I received a number of interesting emails from doctors, pharmaceutical industry insiders, and a special education teacher in response to Hooked on Prescription Drugs – Half of US Took at least One Prescription Drug in Previous Month.
Pharmaceutical Scientist Responds
“PS” Writes …
I work in the pharmaceutical industry and can make a stab at answering some of the questions you raised. This is from the perspective of a manager/scientist with wide project contacts and some interactions with upper management.
Is pharma only interested in treating symptoms, as opposed to curing disease? I’ve never hear the distinction made internally. We basically target certain areas (like cancer, obesity, muscular) and research particular target proteins that have a proven or suspected involvement in that area. Then we try to stop those proteins. Whether its a cause or a symptom, if it has a market then pharma is interested. So we do try to cure cancer (i.e. completely eradicate the cancerous cells), but we also try to develop new pain medications and weight loss medications, which are more symptoms.
We spend the vast majority of our time investigating medications that ultimately fail. The FDA has made this very difficult and any success is hijacked by ‘generics’ which congress gives special protections. So the short answer is we’re interested in both, and try everything in our areas and hope for something that will actually turn a profit. As long as people will pay to treat symptoms, we will develop drugs to treat symptoms (though not exclusively).
I can’t comment as an expert on the attention deficit disorder. It does seem like it’s a modern phenomenon/invention. I’ve always suspected bad parenting, bad teaching and hyperactive disease diagnosis syndrome. I have heard some anecdotal evidence that its diet related, but haven’t researched it.
Drug advertisements are highly regulated, so it’s no wonder they’re whacked.
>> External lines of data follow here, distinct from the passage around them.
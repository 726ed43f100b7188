use serde::{Deserialize, Serialize};

use crate::types::identifiers::{DocumentId, PageId};

/// One page of a document. `number` defines read order within the document.
#[derive(Debug, Clone, PartialEq, Eq, Serialize, Deserialize)]
pub struct Page {
    pub id: PageId,
    pub document_id: DocumentId,
    pub number: u32,
    pub content: String,
}

impl Page {
    pub fn new(
        id: PageId,
        document_id: DocumentId,
        number: u32,
        content: impl Into<String>,
    ) -> Self {
        Page {
            id,
            document_id,
            number,
            content: content.into(),
        }
    }
}
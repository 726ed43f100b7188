pub mod identifiers;

pub use identifiers::{DocumentId, PageId};
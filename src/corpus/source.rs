use crate::document::Document;

/// Read side of the persistence layer: the current document collection.
///
/// The corpus only ever loads through this trait. Creating, updating and
/// deleting records stays with the owning layer.
pub trait DocumentSource {
    type Error: std::error::Error + Send + Sync + 'static;

    fn load_documents(&self) -> Result<Vec<Document>, Self::Error>;
}
//! Content fingerprints for change detection.
//!
//! A [`ContentHash`] is the SHA-256 digest of the exact UTF-8 bytes of a
//! text, rendered as `sha256:<hex>`. No normalization is applied: a
//! trailing period or a `\r\n` line ending yields a different fingerprint.

use std::fmt;

use serde::{Deserialize, Serialize};
use sha2::{Digest, Sha256};
use thiserror::Error;

const PREFIX: &str = "sha256:";

#[derive(Debug, Error, PartialEq, Eq)]
pub enum HashError {
    #[error("No text was supplied to hash")]
    MissingInput,
}

/// Opaque fingerprint of a text. Compare for equality only.
#[derive(Debug, Clone, PartialEq, Eq, Hash, Serialize, Deserialize)]
#[serde(transparent)]
pub struct ContentHash(String);

impl ContentHash {
    pub fn from_content(content: &[u8]) -> Self {
        let mut hasher = Sha256::new();
        hasher.update(content);
        ContentHash::from_hasher(hasher)
    }

    /// Fingerprint of several segments hashed as one concatenated text.
    pub fn from_segments<'a, I>(segments: I) -> Self
    where
        I: IntoIterator<Item = &'a str>,
    {
        let mut hasher = Sha256::new();
        for segment in segments {
            hasher.update(segment.as_bytes());
        }
        ContentHash::from_hasher(hasher)
    }

    pub(crate) fn from_hasher(hasher: Sha256) -> Self {
        let hex = hex::encode(hasher.finalize());
        ContentHash(format!("{PREFIX}{hex}"))
    }

    pub fn as_str(&self) -> &str {
        &self.0
    }

    /// Hex digest without the algorithm prefix.
    pub fn digest(&self) -> &str {
        self.0.strip_prefix(PREFIX).unwrap_or(&self.0)
    }
}

impl fmt::Display for ContentHash {
    fn fmt(&self, f: &mut fmt::Formatter<'_>) -> fmt::Result {
        f.write_str(&self.0)
    }
}

/// Fingerprint a text. Total over every `&str`, including the empty string.
pub fn compute_hash(text: &str) -> ContentHash {
    ContentHash::from_content(text.as_bytes())
}

/// Fingerprint a text that may be absent.
///
/// Absent input is a caller error and is reported as
/// [`HashError::MissingInput`]; it is never hashed as if it were empty.
pub fn compute_hash_checked(text: Option<&str>) -> Result<ContentHash, HashError> {
    text.map(compute_hash).ok_or(HashError::MissingInput)
}

#[cfg(test)]
mod tests {
    use super::*;

    #[test]
    fn segments_hash_like_their_concatenation() {
        let joined = compute_hash("first pagesecond page");
        let split = ContentHash::from_segments(["first page", "second page"]);
        assert_eq!(joined, split);
    }

    #[test]
    fn digest_strips_prefix() {
        let hash = compute_hash("");
        assert_eq!(hash.digest().len(), 64);
        assert!(hash.as_str().starts_with("sha256:"));
    }

    #[test]
    fn missing_input_is_typed_error() {
        assert_eq!(compute_hash_checked(None), Err(HashError::MissingInput));
        assert_eq!(compute_hash_checked(Some("")), Ok(compute_hash("")));
    }
}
Why is medicine so ****’d up? The answer is a long history of government involvement, starting with special tax status granted to the Blues, then employer provided healthcare, as well as Medicare, Medicaid, etc. Because government is paying for everything it should be no surprise that prices are going up.
Pharma is not guiltless.
We’ve been supporting increased government involvement (including supporting Obamacare) for a long time. Hell, its our medicines the government is buying. However, I sense that justice will someday come and we will pay dearly for selling the taxpayer down the river. I sure hope so.
Second Pharmaceutical Research Scientist Responds
“Jeff” a second research scientist responds …
I am totally against advertising pharmaceuticals. And I have worked as a research scientist in the pharmaceutical industry for 25 years.
You can blame the Clinton administration for lifting the ban on prescription drug advertisement.
The industry spends more on those obnoxious ads than they do on research and development! There are a lot of wonderful benefits that society has received from the pharmaceutical industry (e.g. antibiotics and vaccines). However, drug advertising is not one of them. As for hyperactive children, you can blame poor diet (e.g. too much sugar and too little of omega-3- fatty acids) and lack of exercise.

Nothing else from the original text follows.